WORK REQUEST:
Where does the word "bool" show up in the records? Copy every line that holds it.
────────────────
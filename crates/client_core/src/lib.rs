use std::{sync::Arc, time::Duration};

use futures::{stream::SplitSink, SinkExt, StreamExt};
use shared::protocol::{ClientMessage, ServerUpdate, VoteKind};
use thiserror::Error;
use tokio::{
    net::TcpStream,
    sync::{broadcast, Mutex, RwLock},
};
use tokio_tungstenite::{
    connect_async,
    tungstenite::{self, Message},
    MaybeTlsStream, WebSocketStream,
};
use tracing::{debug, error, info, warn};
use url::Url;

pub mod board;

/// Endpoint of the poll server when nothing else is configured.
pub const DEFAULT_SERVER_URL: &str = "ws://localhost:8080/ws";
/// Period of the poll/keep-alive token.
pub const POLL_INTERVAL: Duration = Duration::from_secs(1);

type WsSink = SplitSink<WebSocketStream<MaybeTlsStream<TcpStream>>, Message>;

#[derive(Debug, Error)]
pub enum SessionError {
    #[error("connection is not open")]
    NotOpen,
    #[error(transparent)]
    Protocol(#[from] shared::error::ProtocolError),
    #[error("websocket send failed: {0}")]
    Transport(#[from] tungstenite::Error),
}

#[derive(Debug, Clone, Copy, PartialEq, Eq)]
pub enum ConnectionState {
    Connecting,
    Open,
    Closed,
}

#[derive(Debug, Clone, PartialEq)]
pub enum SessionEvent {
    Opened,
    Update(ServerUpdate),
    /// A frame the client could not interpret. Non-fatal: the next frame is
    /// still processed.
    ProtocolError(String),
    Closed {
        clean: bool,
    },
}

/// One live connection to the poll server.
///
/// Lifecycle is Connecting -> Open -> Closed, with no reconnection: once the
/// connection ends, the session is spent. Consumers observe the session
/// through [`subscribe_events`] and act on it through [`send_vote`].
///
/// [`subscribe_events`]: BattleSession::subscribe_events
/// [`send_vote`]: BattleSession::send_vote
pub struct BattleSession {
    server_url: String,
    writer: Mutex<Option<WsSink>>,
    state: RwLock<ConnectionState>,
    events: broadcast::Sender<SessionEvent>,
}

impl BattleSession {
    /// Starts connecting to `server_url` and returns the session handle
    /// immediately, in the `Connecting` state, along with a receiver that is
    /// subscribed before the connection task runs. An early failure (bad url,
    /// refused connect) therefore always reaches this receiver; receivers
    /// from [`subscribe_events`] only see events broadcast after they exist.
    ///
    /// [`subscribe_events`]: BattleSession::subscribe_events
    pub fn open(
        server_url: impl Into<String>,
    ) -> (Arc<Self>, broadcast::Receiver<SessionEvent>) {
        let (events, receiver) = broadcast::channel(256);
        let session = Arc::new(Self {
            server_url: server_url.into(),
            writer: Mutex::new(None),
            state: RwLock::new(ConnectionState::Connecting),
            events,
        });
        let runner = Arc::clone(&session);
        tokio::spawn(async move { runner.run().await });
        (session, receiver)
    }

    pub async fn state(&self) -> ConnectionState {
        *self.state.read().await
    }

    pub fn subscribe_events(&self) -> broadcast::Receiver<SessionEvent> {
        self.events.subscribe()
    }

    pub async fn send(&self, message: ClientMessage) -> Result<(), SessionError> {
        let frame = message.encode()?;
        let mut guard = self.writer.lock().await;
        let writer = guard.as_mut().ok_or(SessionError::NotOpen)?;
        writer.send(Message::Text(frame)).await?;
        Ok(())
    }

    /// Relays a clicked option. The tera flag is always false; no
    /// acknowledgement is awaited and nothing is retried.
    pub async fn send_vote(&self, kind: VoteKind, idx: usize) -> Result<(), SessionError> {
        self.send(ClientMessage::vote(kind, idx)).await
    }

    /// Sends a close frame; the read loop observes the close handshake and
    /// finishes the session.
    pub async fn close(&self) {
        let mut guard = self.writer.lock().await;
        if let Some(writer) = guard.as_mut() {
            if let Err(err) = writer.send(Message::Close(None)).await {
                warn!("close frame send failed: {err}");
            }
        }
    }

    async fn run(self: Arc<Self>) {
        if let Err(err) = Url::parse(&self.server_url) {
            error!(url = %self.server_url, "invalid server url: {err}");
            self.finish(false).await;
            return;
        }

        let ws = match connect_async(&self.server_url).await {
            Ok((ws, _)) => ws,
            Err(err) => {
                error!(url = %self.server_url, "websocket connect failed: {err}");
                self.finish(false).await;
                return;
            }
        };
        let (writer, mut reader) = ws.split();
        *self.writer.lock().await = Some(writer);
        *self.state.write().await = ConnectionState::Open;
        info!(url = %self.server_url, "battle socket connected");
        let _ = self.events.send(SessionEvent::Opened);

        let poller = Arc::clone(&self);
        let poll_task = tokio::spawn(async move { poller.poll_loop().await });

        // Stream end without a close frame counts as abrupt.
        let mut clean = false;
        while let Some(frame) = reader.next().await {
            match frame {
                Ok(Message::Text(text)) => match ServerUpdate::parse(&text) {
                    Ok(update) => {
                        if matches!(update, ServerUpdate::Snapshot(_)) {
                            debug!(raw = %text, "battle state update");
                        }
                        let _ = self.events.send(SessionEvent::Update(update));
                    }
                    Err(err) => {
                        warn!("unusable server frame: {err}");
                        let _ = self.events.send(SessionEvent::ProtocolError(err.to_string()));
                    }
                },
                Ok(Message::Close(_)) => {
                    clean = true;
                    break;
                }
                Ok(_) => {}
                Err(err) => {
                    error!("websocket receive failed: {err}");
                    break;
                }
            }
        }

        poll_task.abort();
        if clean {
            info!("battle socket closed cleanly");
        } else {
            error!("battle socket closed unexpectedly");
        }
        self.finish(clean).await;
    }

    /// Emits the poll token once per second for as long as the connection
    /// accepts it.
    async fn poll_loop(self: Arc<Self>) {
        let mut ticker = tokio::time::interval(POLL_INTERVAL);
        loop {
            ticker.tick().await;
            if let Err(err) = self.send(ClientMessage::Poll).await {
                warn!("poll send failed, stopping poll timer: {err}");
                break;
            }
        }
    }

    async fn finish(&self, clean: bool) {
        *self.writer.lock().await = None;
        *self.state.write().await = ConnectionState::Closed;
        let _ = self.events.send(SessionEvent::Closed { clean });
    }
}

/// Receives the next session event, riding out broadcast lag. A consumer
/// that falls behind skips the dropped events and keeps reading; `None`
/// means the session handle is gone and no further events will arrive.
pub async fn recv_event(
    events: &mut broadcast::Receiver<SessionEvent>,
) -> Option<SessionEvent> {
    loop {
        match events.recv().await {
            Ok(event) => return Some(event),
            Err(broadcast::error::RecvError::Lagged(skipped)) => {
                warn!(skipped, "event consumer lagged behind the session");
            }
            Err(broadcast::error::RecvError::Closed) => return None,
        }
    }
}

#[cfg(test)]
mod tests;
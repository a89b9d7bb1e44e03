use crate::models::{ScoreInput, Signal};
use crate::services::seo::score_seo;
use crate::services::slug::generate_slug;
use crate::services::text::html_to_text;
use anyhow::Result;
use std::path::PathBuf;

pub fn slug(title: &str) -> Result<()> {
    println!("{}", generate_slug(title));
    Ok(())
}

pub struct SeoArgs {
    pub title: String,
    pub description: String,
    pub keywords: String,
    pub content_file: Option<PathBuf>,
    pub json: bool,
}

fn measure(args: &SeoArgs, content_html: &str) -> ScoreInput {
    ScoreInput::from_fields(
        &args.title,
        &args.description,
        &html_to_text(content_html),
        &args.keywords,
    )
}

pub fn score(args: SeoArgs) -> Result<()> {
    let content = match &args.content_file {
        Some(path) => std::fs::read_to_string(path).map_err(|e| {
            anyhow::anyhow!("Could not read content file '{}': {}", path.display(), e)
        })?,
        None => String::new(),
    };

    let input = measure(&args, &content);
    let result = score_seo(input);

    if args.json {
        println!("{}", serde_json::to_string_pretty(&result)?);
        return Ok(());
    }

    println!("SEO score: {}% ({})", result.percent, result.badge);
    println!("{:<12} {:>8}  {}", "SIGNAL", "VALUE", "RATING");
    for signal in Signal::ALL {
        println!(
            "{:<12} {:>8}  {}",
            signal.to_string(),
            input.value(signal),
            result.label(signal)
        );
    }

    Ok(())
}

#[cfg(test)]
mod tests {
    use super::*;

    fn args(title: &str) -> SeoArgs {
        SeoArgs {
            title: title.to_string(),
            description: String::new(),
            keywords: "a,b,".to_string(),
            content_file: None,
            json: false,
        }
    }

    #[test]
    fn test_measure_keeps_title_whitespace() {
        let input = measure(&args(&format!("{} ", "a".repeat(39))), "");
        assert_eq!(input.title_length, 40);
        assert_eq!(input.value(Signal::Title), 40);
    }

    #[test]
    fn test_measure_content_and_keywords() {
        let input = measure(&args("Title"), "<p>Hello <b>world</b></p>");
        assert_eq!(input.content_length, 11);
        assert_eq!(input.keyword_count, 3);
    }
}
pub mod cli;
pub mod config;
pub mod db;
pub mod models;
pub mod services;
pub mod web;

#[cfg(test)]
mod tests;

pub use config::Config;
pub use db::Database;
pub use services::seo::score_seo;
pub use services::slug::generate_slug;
────────────────
TASK RESULT:
        clean: bool,
    async fn finish(&self, clean: bool) {
    pub json: bool,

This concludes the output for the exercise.